Dataset items:
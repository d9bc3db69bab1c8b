/*!
Elliptic-curve Diffie-Hellman key agreement on P-256.

`derive` combines one participant's public key with another participant's
private key. Both directions produce the same shared secret, truncated to the
configured number of bits.

Keys of the same pair are not rejected here: the result is simply the secret
a participant would share with itself. Callers that treat this as a usage
error check [`CryptoKey::same_origin`] before deriving.
*/

use p256::ecdh::diffie_hellman;
use rand_core::OsRng;
use subtle::ConstantTimeEq;

use crate::core::{
    crypto::{
        config::{CryptoConfig, KeyExchangeConfig},
        keys::{AlgorithmFamily, CryptoKey, KeyMaterial, KeyPair, KeyRole},
    },
    encoding::{bytes_to_hex_string, hex_string_to_bytes},
    error::{CryptoError, Error, Result},
};

/// ECDH adapter
#[derive(Debug, Clone, Default)]
pub struct KeyExchange {
    config: KeyExchangeConfig,
}

impl KeyExchange {
    /// Create a key exchange with the default parameters
    pub fn new() -> Self {
        Self::default()
    }

    /// Create a key exchange with specific parameters
    pub fn with_config(config: KeyExchangeConfig) -> Result<Self> {
        config.validate()?;
        Ok(Self { config })
    }

    /// Create a key exchange from the playground configuration
    pub fn from_config(config: &CryptoConfig) -> Result<Self> {
        Self::with_config(config.key_exchange)
    }

    /// Algorithm name
    pub fn algorithm(&self) -> &'static str {
        "ECDH"
    }

    /// Number of bits returned by [`KeyExchange::derive`]
    pub fn derivation_bits(&self) -> usize {
        self.config.derivation_bits
    }

    /// Generate a key pair usable for derivation only
    pub fn generate_keys(&self) -> Result<KeyPair> {
        let secret = p256::SecretKey::random(&mut OsRng);
        let public = secret.public_key();

        let pair = KeyPair::new(KeyMaterial::EcdhPublic(public), KeyMaterial::EcdhPrivate(secret));
        log::debug!(
            "generated {} {} key pair {}",
            self.algorithm(),
            self.config.curve.name(),
            pair.id()
        );
        Ok(pair)
    }

    /// Derive the shared secret as hex
    pub fn derive(&self, public_key: &CryptoKey, private_key: &CryptoKey) -> Result<String> {
        let secret = self.derive_bytes(public_key, private_key)?;
        bytes_to_hex_string(&secret).ok_or(Error::Crypto(CryptoError::KeyAgreementFailed))
    }

    /// Check an expected hex shared secret against a fresh derivation
    pub fn confirm(&self, public_key: &CryptoKey, private_key: &CryptoKey, expected_hex: &str) -> Result<bool> {
        let expected = hex_string_to_bytes(expected_hex)?;
        let actual = self.derive_bytes(public_key, private_key)?;
        Ok(actual.ct_eq(&expected).into())
    }

    fn derive_bytes(&self, public_key: &CryptoKey, private_key: &CryptoKey) -> Result<Vec<u8>> {
        let KeyMaterial::EcdhPublic(public) =
            public_key.material_for(AlgorithmFamily::KeyExchange, KeyRole::Public)?
        else {
            return Err(Error::Internal("public key without ECDH material".into()));
        };
        let KeyMaterial::EcdhPrivate(secret) =
            private_key.material_for(AlgorithmFamily::KeyExchange, KeyRole::Private)?
        else {
            return Err(Error::Internal("private key without ECDH material".into()));
        };

        let shared = diffie_hellman(secret.to_nonzero_scalar(), public.as_affine());
        let raw = shared.raw_secret_bytes();
        let len = self.config.derivation_bits / 8;
        raw.get(..len)
            .map(<[u8]>::to_vec)
            .ok_or(Error::Crypto(CryptoError::KeyAgreementFailed))
    }
}

#[cfg(test)]
mod tests {
    use super::*;

    #[test]
    fn test_shared_secret_agrees() {
        let exchange = KeyExchange::new();
        let alice = exchange.generate_keys().unwrap();
        let bob = exchange.generate_keys().unwrap();

        let alice_side = exchange.derive(bob.public(), alice.private()).unwrap();
        let bob_side = exchange.derive(alice.public(), bob.private()).unwrap();

        assert_eq!(alice_side, bob_side);
        // 64 bits as 16 hex digits
        assert_eq!(alice_side.len(), 16);
    }

    #[test]
    fn test_different_peers_differ() {
        let exchange = KeyExchange::new();
        let alice = exchange.generate_keys().unwrap();
        let bob = exchange.generate_keys().unwrap();
        let carol = exchange.generate_keys().unwrap();

        let with_bob = exchange.derive(bob.public(), alice.private()).unwrap();
        let with_carol = exchange.derive(carol.public(), alice.private()).unwrap();
        assert_ne!(with_bob, with_carol);
    }

    #[test]
    fn test_full_length_derivation() {
        let config = KeyExchangeConfig {
            derivation_bits: 256,
            ..KeyExchangeConfig::default()
        };
        let exchange = KeyExchange::with_config(config).unwrap();
        let alice = exchange.generate_keys().unwrap();
        let bob = exchange.generate_keys().unwrap();

        let full = exchange.derive(bob.public(), alice.private()).unwrap();
        assert_eq!(full.len(), 64);

        // Truncation keeps the leading bytes
        let short = KeyExchange::new().derive(bob.public(), alice.private()).unwrap();
        assert!(full.starts_with(&short));
    }

    #[test]
    fn test_self_derivation_is_deterministic() {
        let exchange = KeyExchange::new();
        let pair = exchange.generate_keys().unwrap();

        let first = exchange.derive(pair.public(), pair.private()).unwrap();
        let second = exchange.derive(pair.public(), pair.private()).unwrap();
        assert_eq!(first, second);
        assert!(pair.public().same_origin(pair.private()));
    }

    #[test]
    fn test_confirm() {
        let exchange = KeyExchange::new();
        let alice = exchange.generate_keys().unwrap();
        let bob = exchange.generate_keys().unwrap();

        let secret = exchange.derive(bob.public(), alice.private()).unwrap();
        assert!(exchange.confirm(alice.public(), bob.private(), &secret).unwrap());
        assert!(!exchange.confirm(alice.public(), alice.private(), &secret).unwrap());
    }

    #[test]
    fn test_confirm_length_mismatch() {
        let exchange = KeyExchange::new();
        let alice = exchange.generate_keys().unwrap();
        let bob = exchange.generate_keys().unwrap();

        let secret = exchange.derive(bob.public(), alice.private()).unwrap();
        assert!(!exchange.confirm(alice.public(), bob.private(), &secret[..8]).unwrap());
        assert!(!exchange.confirm(alice.public(), bob.private(), &format!("{}ff", secret)).unwrap());
    }

    #[test]
    fn test_key_roles_enforced() {
        let exchange = KeyExchange::new();
        let alice = exchange.generate_keys().unwrap();
        let bob = exchange.generate_keys().unwrap();

        // Arguments swapped
        assert!(matches!(
            exchange.derive(alice.private(), bob.public()),
            Err(Error::InvalidKeyRole { .. })
        ));
    }
}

Your goal >> Exactly as they appear, retype the lines from the start of the records through the line containing "Keys of the".

Written response >>
repository d9bc3db69bab1c8b
/*!
Elliptic-curve Diffie-Hellman key agreement on P-256.

`derive` combines one participant's public key with another participant's
private key. Both directions produce the same shared secret, truncated to the
configured number of bits.

Keys of the same pair are not rejected here: the result is simply the secret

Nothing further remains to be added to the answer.